Artinya, untuk sopan santun ketimuran, harusnya ada hospitality sikit-sikit. Sandi hanya datang dengan dua orang stafnya. Satu staf media dan satu fotografer. Ditambah dua ajudan resmi Polisi dari KPU. Dia menenteng ranselnya sendiri. Sampai di bandara, baru atase kepolisian RI menyambut di lobi keberangkatan. Itupun bentuknya komunikasi dari senior-junior polisi yang mengawal, bukan karena saluran resmi.

Seminggu sebelumnya sempat beredar surat berkop Kedutaan Indonesia di Singapura yang melarang warga Indonesia untuk datang dalam kegiatan politik di Singapura. Isi surat itu kira-kira, kalau kamu datang maka kamu akan ditangkap polisi Singapura. Mungkin ini yang menyebabkan, meskipun kegiatan Sandi Uno di ISEAS, diikuti sedikit warga Indonesia. Justru, lebih banyak orang luar.

Tadinya, saya fikir ini benar. Cuma saat menutup perbincangan dr Vivian nyeletuk, "Sayang sekali anda hanya sebentar dan tidak menginap. Kan banyak orang Indonesia di sini. Anda bisa berdialog dan bertemu. Mereka bisa dikumpulkan." Saya jadi teringat, loh? Surat yang kemaren beredar itu berarti paradoks dengan pertanyaan dr Vivian.

Kami pun pamit. Sebelum kami naik taksi ke Bandara, Dia bilang, mohon maaf tidak bisa antar sampai bandara. "Saya harus ke daerah pemilihan saya. Ada agenda bertemu konstituen saya di sana. Kalau saya tidak datang, bisa-bisa hilang kursi saya di kabinet," kembali ia tertawa, saya dan bang Sandi pun ikut tertawa.

FYI, Singapura menganut sistem yang berbeda dengan kita. Mereka menganut sistem parlementer. Seorang menteri harus merupakan anggota parlemen terlebih dahulu. Dapil-nya Dr Vivian Balakhrisnan adalah The Holland-Bukit Panjang Group Representation Constituency.

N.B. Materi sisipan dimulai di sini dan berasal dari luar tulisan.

//! Analysis report assembly and text summaries.

use tickerscope_core::types::{
    format_timestamp, AnalysisReport, DealRecord, HoldRecord, PerformanceSummary, Series, Signal,
};
use tickerscope_indicators::IndicatorFrame;

use crate::trades::TradeLog;

/// Assemble the serializable record for one ticker.
pub fn build_report(
    series: &Series,
    frame: &IndicatorFrame,
    signals: &[Signal],
    trades: &TradeLog,
    performance: PerformanceSummary,
) -> AnalysisReport {
    AnalysisReport {
        ticker: series.symbol().to_string(),
        timeframe: series.timeframe(),
        latest_close: series.last().map(|b| b.close).unwrap_or_default(),
        timestamps: series.iter().map(|b| format_timestamp(b.timestamp)).collect(),
        closes: series.closes(),
        indicators: frame.columns(),
        signals: signals.to_vec(),
        deals: trades.deals.iter().map(DealRecord::from).collect(),
        hold_periods: trades.hold_periods.iter().map(HoldRecord::from).collect(),
        performance,
    }
}

/// Generate a text summary for one ticker.
pub fn summary(report: &AnalysisReport) -> String {
    let perf = &report.performance;
    let mut s = String::new();

    s.push_str("═══════════════════════════════════════════════════════════\n");
    s.push_str(&format!("  {} ({} bars, {})\n", report.ticker, report.closes.len(), report.timeframe));
    s.push_str("═══════════════════════════════════════════════════════════\n");
    s.push_str(&format!("  Latest Close:        {:.2}\n", report.latest_close));
    s.push_str(&format!("  Starting Balance:    ${:.2}\n", perf.starting_balance));
    s.push_str(&format!("  Ending Balance:      ${:.2}\n", perf.ending_balance));
    s.push_str(&format!("  Profit:              ${:.2}\n", perf.profit));
    s.push_str(&format!("  Cumulative Return:   {:.2}%\n", perf.cumulative_return_pct));
    s.push_str(&format!("  Realized Trades:     {}\n", perf.total_trades));
    s.push_str(&format!("  Winning Trades:      {}\n", perf.winning_trades));
    s.push_str(&format!("  Win Rate:            {:.2}%\n", perf.win_rate * 100.0));
    if perf.unrealized_deals > 0 {
        s.push_str(&format!("  Open Position:       since {}\n", open_since(report)));
    }

    s
}

fn open_since(report: &AnalysisReport) -> &str {
    report.deals.last().map(|d| d.date.as_str()).unwrap_or("-")
}

/// One line per ticker, for the end of a run.
pub fn summary_table(reports: &[AnalysisReport]) -> String {
    let mut s = String::new();

    s.push_str(&format!(
        "{:<8} {:>6} {:>12} {:>7} {:>9} {:>12} {:>10}\n",
        "TICKER", "BARS", "LAST CLOSE", "TRADES", "WIN RATE", "PROFIT", "RETURN"
    ));
    s.push_str("───────────────────────────────────────────────────────────────────────\n");

    for report in reports {
        let perf = &report.performance;
        s.push_str(&format!(
            "{:<8} {:>6} {:>12.2} {:>7} {:>8.2}% {:>12.2} {:>9.2}%\n",
            report.ticker,
            report.closes.len(),
            report.latest_close,
            perf.total_trades,
            perf.win_rate * 100.0,
            perf.profit,
            perf.cumulative_return_pct,
        ));
    }

    s
}

#[cfg(test)]
mod tests {
    use super::*;
    use rust_decimal_macros::dec;
    use tickerscope_core::types::{Bar, Deal, Timeframe};

    fn report() -> AnalysisReport {
        let bars = vec![
            Bar::new(0, 10.0, 11.0, 9.0, 10.0, 100.0),
            Bar::new(3_600_000, 10.5, 11.0, 9.0, 10.25, 100.0),
        ];
        let series = Series::new("AAPL", Timeframe::Hour1, bars).unwrap();
        let frame = IndicatorFrame::compute(&series, &[2], 14).unwrap();
        let signals = vec![Signal::Flat, Signal::Enter];
        let trades = TradeLog {
            deals: vec![Deal::buy(3_600_000, 10.5)],
            hold_periods: vec![],
        };

        build_report(
            &series,
            &frame,
            &signals,
            &trades,
            PerformanceSummary::flat(dec!(10000), 1),
        )
    }

    #[test]
    fn test_build_report_aligns_columns() {
        let report = report();

        assert_eq!(report.ticker, "AAPL");
        assert_eq!(report.latest_close, 10.25);
        assert_eq!(report.timestamps, vec!["1970-01-01 00:00:00", "1970-01-01 01:00:00"]);
        assert_eq!(report.indicators["MA_2"], vec![None, Some(10.125)]);
        assert_eq!(report.indicators["RSI_14"], vec![None, None]);
        assert_eq!(report.deals[0].date, "1970-01-01 01:00:00");
    }

    #[test]
    fn test_summary_mentions_open_position() {
        let text = summary(&report());

        assert!(text.contains("AAPL"));
        assert!(text.contains("Win Rate:            0.00%"));
        assert!(text.contains("Open Position:       since 1970-01-01 01:00:00"));
    }

    #[test]
    fn test_summary_table_has_row_per_ticker() {
        let table = summary_table(&[report(), report()]);

        assert_eq!(table.lines().count(), 4);
        assert!(table.lines().nth(2).unwrap().starts_with("AAPL"));
    }
}
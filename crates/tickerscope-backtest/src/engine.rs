//! Per-ticker analysis engine.

use rust_decimal::Decimal;
use rust_decimal_macros::dec;
use serde::{Deserialize, Serialize};
use tickerscope_core::error::{AnalysisError, AnalysisResult};
use tickerscope_core::types::{AnalysisReport, Series};
use tickerscope_indicators::IndicatorFrame;
use tickerscope_strategies::{CrossoverConfig, CrossoverSignals};
use tracing::{debug, info};

use crate::report::build_report;
use crate::statistics::evaluate_performance;
use crate::trades::extract_trades;

/// Analysis parameters shared by every ticker in a run.
#[derive(Debug, Clone, PartialEq, Serialize, Deserialize)]
pub struct AnalysisSettings {
    /// Moving average windows reported in the output
    pub ma_windows: Vec<usize>,
    /// Windows driving the crossover signals
    pub crossover: CrossoverConfig,
    /// RSI window
    pub rsi_window: usize,
    /// Starting cash balance for the performance replay
    pub starting_balance: Decimal,
}

impl Default for AnalysisSettings {
    fn default() -> Self {
        Self {
            ma_windows: vec![5, 30, 60],
            crossover: CrossoverConfig::default(),
            rsi_window: 14,
            starting_balance: dec!(10000),
        }
    }
}

impl AnalysisSettings {
    /// Reported windows plus the crossover windows, sorted and deduplicated.
    pub fn all_ma_windows(&self) -> Vec<usize> {
        let mut windows = self.ma_windows.clone();
        windows.push(self.crossover.short_window);
        windows.push(self.crossover.long_window);
        windows.sort_unstable();
        windows.dedup();
        windows
    }

    /// Validate the settings.
    pub fn validate(&self) -> AnalysisResult<()> {
        self.crossover.validate()?;
        if self.ma_windows.iter().any(|&w| w == 0) {
            return Err(AnalysisError::Config(
                "moving average windows must be greater than 0".into(),
            ));
        }
        if self.rsi_window == 0 {
            return Err(AnalysisError::Config(
                "RSI window must be greater than 0".into(),
            ));
        }
        if self.starting_balance <= Decimal::ZERO {
            return Err(AnalysisError::Config(format!(
                "starting balance must be positive, got {}",
                self.starting_balance
            )));
        }
        Ok(())
    }
}

/// Runs the full indicator -> signal -> trade -> performance pipeline.
///
/// Holds no per-ticker state, so one analyzer can be shared across tasks.
#[derive(Debug, Clone)]
pub struct TickerAnalyzer {
    settings: AnalysisSettings,
    windows: Vec<usize>,
    signals: CrossoverSignals,
}

impl TickerAnalyzer {
    /// Create an analyzer from validated settings.
    pub fn new(settings: AnalysisSettings) -> AnalysisResult<Self> {
        settings.validate()?;
        let signals = CrossoverSignals::new(settings.crossover)?;
        let windows = settings.all_ma_windows();
        Ok(Self {
            settings,
            windows,
            signals,
        })
    }

    /// Analyze one series.
    pub fn analyze(&self, series: &Series) -> AnalysisResult<AnalysisReport> {
        let longest = self.windows.last().copied().unwrap_or_default();
        if series.len() < longest {
            debug!(
                symbol = series.symbol(),
                bars = series.len(),
                longest_window = longest,
                "Insufficient history; early indicator values stay absent"
            );
        }

        let frame = IndicatorFrame::compute(series, &self.windows, self.settings.rsi_window)?;
        let scan = self.signals.generate(series, &frame)?;
        let trades = extract_trades(series, &scan.signals);
        let performance = evaluate_performance(&trades.deals, self.settings.starting_balance);

        info!(
            symbol = series.symbol(),
            bars = series.len(),
            deals = trades.deals.len(),
            open_position = trades.has_open_position(),
            trades = performance.total_trades,
            win_rate = performance.win_rate,
            profit = %performance.profit,
            "Analysis complete"
        );

        Ok(build_report(series, &frame, &scan.signals, &trades, performance))
    }
}
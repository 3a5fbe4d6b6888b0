//! Technical indicators over closing prices.
//!
//! This crate provides:
//! - Simple moving averages
//! - RSI using plain rolling means of gains and losses
//! - [`IndicatorFrame`], the per-series set of aligned indicator columns
//!
//! Gain/loss splitting uses SIMD lanes from the `wide` crate.

pub mod frame;
pub mod momentum;
pub mod moving_average;
pub mod simd;

pub use frame::IndicatorFrame;
pub use momentum::Rsi;
pub use moving_average::Sma;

Sama juga nasib Vivian, Sandi, dan saya. Kami harus bertemu terus dengan masyarakat. Sebagai politisi, Mendengar keluhan adalah jalan kami. Untuk kemudian, mengubah input itu menjadi kebijakan.

Di tengah kesempitan perpisahan, kami bertanya, "apa isu kampanye Anda Tuan Menteri Vivian?" Lalu, dia bilang "Ya samalah. Di masyarakat India, isu lapangan pekerjaan. Sementara, kelompok keturunan china cost of living! Di mana-mana sama saja,"

Terimakasih perjamuan dan bincang bincang politiknya Menteri Luar Negeri Singapura. Saya senang sekali dapat pelajaran berharga dari waktu yang singkat ini.

Meritokrasi yang menjadi dasar dibangunnya Singapura, saya saksikan langsung dari sosok dr Vivian Bakharisna, dari seorang dokter yang aktivis Presiden Mahasiswa Univesitas Nasional Singapura. Kemudian, beliau memimpin Young PAP. Putera kelas menengah pekerja, dari Ayah berdarah Tamil India dan Ibu berdarah Cina , naik satu demi satu tapak politik Singapura. Dari anggota parlemen, hingga menjadi political confidant Perdana Menteri, lalu menjadi Menteri Luar Negeri Singapura.

Oya. Satu lagi. "Cucu saya orang Indonesia," katanya. Ternyata, Pak Menlu ini awet muda. Sudah bercucu. Anaknya menikah dengan orang Indonesia. Dan, cucunya orang Indonesia.

Terimakasih jamuan ikan tuna nya Pak dokter. Semoga Indonesia Singapura bisa hidup rukun sebagai tetangga. Dan, menjaga kedaulatan masing-masing. Serta bahu membahu menghadapi winter is coming. Ancaman dingin dari utara, Vivian Balakhrisnan.